- _EXERCISE DIRECTIONS_
Repeat the records in full, exactly.

Collected data entries:
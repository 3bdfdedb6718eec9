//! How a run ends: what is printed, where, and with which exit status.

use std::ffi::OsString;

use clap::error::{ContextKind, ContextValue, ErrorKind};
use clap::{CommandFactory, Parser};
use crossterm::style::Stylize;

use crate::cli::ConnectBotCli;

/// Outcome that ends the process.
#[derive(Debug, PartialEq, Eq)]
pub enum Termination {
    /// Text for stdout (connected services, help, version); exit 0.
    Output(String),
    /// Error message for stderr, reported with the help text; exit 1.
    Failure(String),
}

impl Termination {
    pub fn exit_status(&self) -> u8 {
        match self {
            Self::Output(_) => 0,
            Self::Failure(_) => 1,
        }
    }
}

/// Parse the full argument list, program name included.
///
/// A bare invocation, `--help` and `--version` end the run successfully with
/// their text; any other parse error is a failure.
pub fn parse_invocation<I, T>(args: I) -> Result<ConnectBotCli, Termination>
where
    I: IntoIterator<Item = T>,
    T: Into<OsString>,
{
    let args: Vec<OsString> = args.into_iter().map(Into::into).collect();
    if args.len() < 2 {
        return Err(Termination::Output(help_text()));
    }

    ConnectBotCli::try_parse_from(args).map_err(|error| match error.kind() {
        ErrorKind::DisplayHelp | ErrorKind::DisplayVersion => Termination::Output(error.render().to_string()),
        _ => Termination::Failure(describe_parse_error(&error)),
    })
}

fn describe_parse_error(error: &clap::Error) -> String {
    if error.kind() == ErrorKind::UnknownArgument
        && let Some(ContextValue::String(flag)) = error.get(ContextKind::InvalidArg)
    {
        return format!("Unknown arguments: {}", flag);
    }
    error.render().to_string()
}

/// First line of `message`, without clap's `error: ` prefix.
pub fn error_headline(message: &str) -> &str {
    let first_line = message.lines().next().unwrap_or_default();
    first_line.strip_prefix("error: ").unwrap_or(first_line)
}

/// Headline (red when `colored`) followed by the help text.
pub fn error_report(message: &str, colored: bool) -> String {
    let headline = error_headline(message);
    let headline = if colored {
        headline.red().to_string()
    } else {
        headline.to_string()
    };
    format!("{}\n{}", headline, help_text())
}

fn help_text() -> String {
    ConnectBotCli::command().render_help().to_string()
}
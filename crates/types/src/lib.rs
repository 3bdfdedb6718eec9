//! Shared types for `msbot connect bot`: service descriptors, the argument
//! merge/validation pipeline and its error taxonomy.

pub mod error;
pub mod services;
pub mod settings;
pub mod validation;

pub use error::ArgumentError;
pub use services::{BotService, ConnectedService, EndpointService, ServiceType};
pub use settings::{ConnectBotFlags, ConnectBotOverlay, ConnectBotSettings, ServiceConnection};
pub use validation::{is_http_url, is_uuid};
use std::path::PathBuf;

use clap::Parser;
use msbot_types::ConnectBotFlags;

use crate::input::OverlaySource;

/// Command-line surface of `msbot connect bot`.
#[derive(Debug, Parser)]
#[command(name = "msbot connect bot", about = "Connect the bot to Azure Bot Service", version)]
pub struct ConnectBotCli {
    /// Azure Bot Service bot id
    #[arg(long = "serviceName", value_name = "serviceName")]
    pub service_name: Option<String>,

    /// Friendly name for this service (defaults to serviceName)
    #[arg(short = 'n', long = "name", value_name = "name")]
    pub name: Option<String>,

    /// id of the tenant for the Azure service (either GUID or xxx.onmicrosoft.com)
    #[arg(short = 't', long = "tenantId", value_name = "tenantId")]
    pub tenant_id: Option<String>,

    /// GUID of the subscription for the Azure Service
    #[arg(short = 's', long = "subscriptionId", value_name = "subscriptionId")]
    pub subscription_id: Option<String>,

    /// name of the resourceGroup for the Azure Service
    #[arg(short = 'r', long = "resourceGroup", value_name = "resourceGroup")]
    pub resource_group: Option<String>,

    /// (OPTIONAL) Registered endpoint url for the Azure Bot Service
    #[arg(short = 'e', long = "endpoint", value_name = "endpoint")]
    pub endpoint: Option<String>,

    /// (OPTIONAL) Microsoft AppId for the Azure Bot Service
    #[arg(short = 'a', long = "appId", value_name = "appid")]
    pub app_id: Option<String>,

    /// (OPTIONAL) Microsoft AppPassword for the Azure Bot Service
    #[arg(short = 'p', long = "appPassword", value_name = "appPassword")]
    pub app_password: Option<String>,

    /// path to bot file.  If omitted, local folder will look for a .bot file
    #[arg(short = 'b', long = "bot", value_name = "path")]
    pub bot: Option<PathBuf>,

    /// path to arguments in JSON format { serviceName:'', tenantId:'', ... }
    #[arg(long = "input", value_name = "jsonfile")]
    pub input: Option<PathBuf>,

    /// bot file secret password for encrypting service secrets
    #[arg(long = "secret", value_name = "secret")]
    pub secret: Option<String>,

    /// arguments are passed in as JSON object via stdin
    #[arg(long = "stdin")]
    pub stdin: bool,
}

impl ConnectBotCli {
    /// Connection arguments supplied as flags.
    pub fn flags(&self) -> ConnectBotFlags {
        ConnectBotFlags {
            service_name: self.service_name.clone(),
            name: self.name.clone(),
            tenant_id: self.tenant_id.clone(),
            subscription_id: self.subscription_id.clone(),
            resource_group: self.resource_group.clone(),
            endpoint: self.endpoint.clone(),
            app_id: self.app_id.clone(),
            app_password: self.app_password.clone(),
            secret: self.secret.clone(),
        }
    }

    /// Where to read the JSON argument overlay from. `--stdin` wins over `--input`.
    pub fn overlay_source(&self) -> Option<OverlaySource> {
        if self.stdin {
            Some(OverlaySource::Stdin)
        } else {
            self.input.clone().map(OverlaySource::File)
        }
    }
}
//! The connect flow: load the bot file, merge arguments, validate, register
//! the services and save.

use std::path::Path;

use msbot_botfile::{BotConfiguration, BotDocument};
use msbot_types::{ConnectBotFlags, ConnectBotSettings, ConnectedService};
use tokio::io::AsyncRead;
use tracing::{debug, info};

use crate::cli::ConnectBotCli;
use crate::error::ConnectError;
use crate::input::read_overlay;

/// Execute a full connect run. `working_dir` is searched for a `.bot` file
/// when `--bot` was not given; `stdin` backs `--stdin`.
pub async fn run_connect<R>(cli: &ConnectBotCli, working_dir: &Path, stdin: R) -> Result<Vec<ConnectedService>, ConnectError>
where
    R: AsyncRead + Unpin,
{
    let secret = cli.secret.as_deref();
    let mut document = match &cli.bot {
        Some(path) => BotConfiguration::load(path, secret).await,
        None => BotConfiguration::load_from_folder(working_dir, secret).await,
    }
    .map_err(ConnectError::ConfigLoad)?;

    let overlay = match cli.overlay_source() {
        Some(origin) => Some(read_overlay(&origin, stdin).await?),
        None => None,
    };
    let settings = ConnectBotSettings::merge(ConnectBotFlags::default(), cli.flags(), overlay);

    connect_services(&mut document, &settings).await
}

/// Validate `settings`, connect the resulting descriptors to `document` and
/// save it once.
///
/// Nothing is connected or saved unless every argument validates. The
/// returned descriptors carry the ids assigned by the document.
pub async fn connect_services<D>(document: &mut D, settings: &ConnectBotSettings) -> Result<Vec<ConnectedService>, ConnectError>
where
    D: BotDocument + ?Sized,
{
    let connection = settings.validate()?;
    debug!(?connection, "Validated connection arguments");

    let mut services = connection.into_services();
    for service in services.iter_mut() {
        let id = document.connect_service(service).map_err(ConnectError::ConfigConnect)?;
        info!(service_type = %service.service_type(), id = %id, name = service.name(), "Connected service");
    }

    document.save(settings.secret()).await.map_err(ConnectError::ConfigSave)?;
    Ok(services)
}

- _ANSWER TO THE EXERCISE_
repository 3bdfdedb6718eec9
//! How a run ends: what is printed, where, and with which exit status.

use std::ffi::OsString;

use clap::error::{ContextKind, ContextValue, ErrorKind};
use clap::{CommandFactory, Parser};
use crossterm::style::Stylize;

use crate::cli::ConnectBotCli;

/// Outcome that ends the process.
#[derive(Debug, PartialEq, Eq)]
pub enum Termination {
    /// Text for stdout (connected services, help, version); exit 0.
    Output(String),
    /// Error message for stderr, reported with the help text; exit 1.
    Failure(String),
}

impl Termination {
    pub fn exit_status(&self) -> u8 {
        match self {
            Self::Output(_) => 0,
            Self::Failure(_) => 1,
        }
    }
}

/// Parse the full argument list, program name included.
///
/// A bare invocation, `--help` and `--version` end the run successfully with
/// their text; any other parse error is a failure.
pub fn parse_invocation<I, T>(args: I) -> Result<ConnectBotCli, Termination>
where
    I: IntoIterator<Item = T>,
    T: Into<OsString>,
{
    let args: Vec<OsString> = args.into_iter().map(Into::into).collect();
    if args.len() < 2 {
        return Err(Termination::Output(help_text()));
    }

    ConnectBotCli::try_parse_from(args).map_err(|error| match error.kind() {
        ErrorKind::DisplayHelp | ErrorKind::DisplayVersion => Termination::Output(error.render().to_string()),
        _ => Termination::Failure(describe_parse_error(&error)),
    })
}

fn describe_parse_error(error: &clap::Error) -> String {
    if error.kind() == ErrorKind::UnknownArgument
        && let Some(ContextValue::String(flag)) = error.get(ContextKind::InvalidArg)
    {
        return format!("Unknown arguments: {}", flag);
    }
    error.render().to_string()
}

/// First line of `message`, without clap's `error: ` prefix.
pub fn error_headline(message: &str) -> &str {
    let first_line = message.lines().next().unwrap_or_default();
    first_line.strip_prefix("error: ").unwrap_or(first_line)
}

/// Headline (red when `colored`) followed by the help text.
pub fn error_report(message: &str, colored: bool) -> String {
    let headline = error_headline(message);
    let headline = if colored {
        headline.red().to_string()
    } else {
        headline.to_string()
    };
    format!("{}\n{}", headline, help_text())
}

fn help_text() -> String {
    ConnectBotCli::command().render_help().to_string()
}
filename crates/types/src/lib.rs
repository 3bdfdedb6718eec9
//! Shared types for `msbot connect bot`: service descriptors, the argument
//! merge/validation pipeline and its error taxonomy.

pub mod error;
pub mod services;
pub mod settings;
pub mod validation;

pub use error::ArgumentError;
pub use services::{BotService, ConnectedService, EndpointService, ServiceType};
pub use settings::{ConnectBotFlags, ConnectBotOverlay, ConnectBotSettings, ServiceConnection};
pub use validation::{is_http_url, is_uuid};
use std::path::PathBuf;

use clap::Parser;
use msbot_types::ConnectBotFlags;

use crate::input::OverlaySource;

/// Command-line surface of `msbot connect bot`.
#[derive(Debug, Parser)]
#[command(name = "msbot connect bot", about = "Connect the bot to Azure Bot Service", version)]
pub struct ConnectBotCli {
    /// Azure Bot Service bot id
    #[arg(long = "serviceName", value_name = "serviceName")]
    pub service_name: Option<String>,

    /// Friendly name for this service (defaults to serviceName)
    #[arg(short = 'n', long = "name", value_name = "name")]
    pub name: Option<String>,

    /// id of the tenant for the Azure service (either GUID or xxx.onmicrosoft.com)
    #[arg(short = 't', long = "tenantId", value_name = "tenantId")]
    pub tenant_id: Option<String>,

    /// GUID of the subscription for the Azure Service
    #[arg(short = 's', long = "subscriptionId", value_name = "subscriptionId")]
    pub subscription_id: Option<String>,

    /// name of the resourceGroup for the Azure Service
    #[arg(short = 'r', long = "resourceGroup", value_name = "resourceGroup")]
    pub resource_group: Option<String>,

    /// (OPTIONAL) Registered endpoint url for the Azure Bot Service
    #[arg(short = 'e', long = "endpoint", value_name = "endpoint")]
    pub endpoint: Option<String>,

    /// (OPTIONAL) Microsoft AppId for the Azure Bot Service
    #[arg(short = 'a', long = "appId", value_name = "appid")]
    pub app_id: Option<String>,

    /// (OPTIONAL) Microsoft AppPassword for the Azure Bot Service
    #[arg(short = 'p', long = "appPassword", value_name = "appPassword")]
    pub app_password: Option<String>,

    /// path to bot file.  If omitted, local folder will look for a .bot file
    #[arg(short = 'b', long = "bot", value_name = "path")]
    pub bot: Option<PathBuf>,

    /// path to arguments in JSON format { serviceName:'', tenantId:'', ... }
    #[arg(long = "input", value_name = "jsonfile")]
    pub input: Option<PathBuf>,

    /// bot file secret password for encrypting service secrets
    #[arg(long = "secret", value_name = "secret")]
    pub secret: Option<String>,

    /// arguments are passed in as JSON object via stdin
    #[arg(long = "stdin")]
    pub stdin: bool,
}

impl ConnectBotCli {
    /// Connection arguments supplied as flags.
    pub fn flags(&self) -> ConnectBotFlags {
        ConnectBotFlags {
            service_name: self.service_name.clone(),
            name: self.name.clone(),
            tenant_id: self.tenant_id.clone(),
            subscription_id: self.subscription_id.clone(),
            resource_group: self.resource_group.clone(),
            endpoint: self.endpoint.clone(),
            app_id: self.app_id.clone(),
            app_password: self.app_password.clone(),
            secret: self.secret.clone(),
        }
    }

    /// Where to read the JSON argument overlay from. `--stdin` wins over `--input`.
    pub fn overlay_source(&self) -> Option<OverlaySource> {
        if self.stdin {
            Some(OverlaySource::Stdin)
        } else {
            self.input.clone().map(OverlaySource::File)
        }
    }
}
//! The connect flow: load the bot file, merge arguments, validate, register
//! the services and save.

use std::path::Path;

use msbot_botfile::{BotConfiguration, BotDocument};
use msbot_types::{ConnectBotFlags, ConnectBotSettings, ConnectedService};
use tokio::io::AsyncRead;
use tracing::{debug, info};

use crate::cli::ConnectBotCli;
use crate::error::ConnectError;
use crate::input::read_overlay;

/// Execute a full connect run. `working_dir` is searched for a `.bot` file
/// when `--bot` was not given; `stdin` backs `--stdin`.
pub async fn run_connect<R>(cli: &ConnectBotCli, working_dir: &Path, stdin: R) -> Result<Vec<ConnectedService>, ConnectError>
where
    R: AsyncRead + Unpin,
{
    let secret = cli.secret.as_deref();
    let mut document = match &cli.bot {
        Some(path) => BotConfiguration::load(path, secret).await,
        None => BotConfiguration::load_from_folder(working_dir, secret).await,
    }
    .map_err(ConnectError::ConfigLoad)?;

    let overlay = match cli.overlay_source() {
        Some(origin) => Some(read_overlay(&origin, stdin).await?),
        None => None,
    };
    let settings = ConnectBotSettings::merge(ConnectBotFlags::default(), cli.flags(), overlay);

    connect_services(&mut document, &settings).await
}

/// Validate `settings`, connect the resulting descriptors to `document` and
/// save it once.
///
/// Nothing is connected or saved unless every argument validates. The
/// returned descriptors carry the ids assigned by the document.
pub async fn connect_services<D>(document: &mut D, settings: &ConnectBotSettings) -> Result<Vec<ConnectedService>, ConnectError>
where
    D: BotDocument + ?Sized,
{
    let connection = settings.validate()?;
    debug!(?connection, "Validated connection arguments");

    let mut services = connection.into_services();
    for service in services.iter_mut() {
        let id = document.connect_service(service).map_err(ConnectError::ConfigConnect)?;
        info!(service_type = %service.service_type(), id = %id, name = service.name(), "Connected service");
    }

    document.save(settings.secret()).await.map_err(ConnectError::ConfigSave)?;
    Ok(services)
}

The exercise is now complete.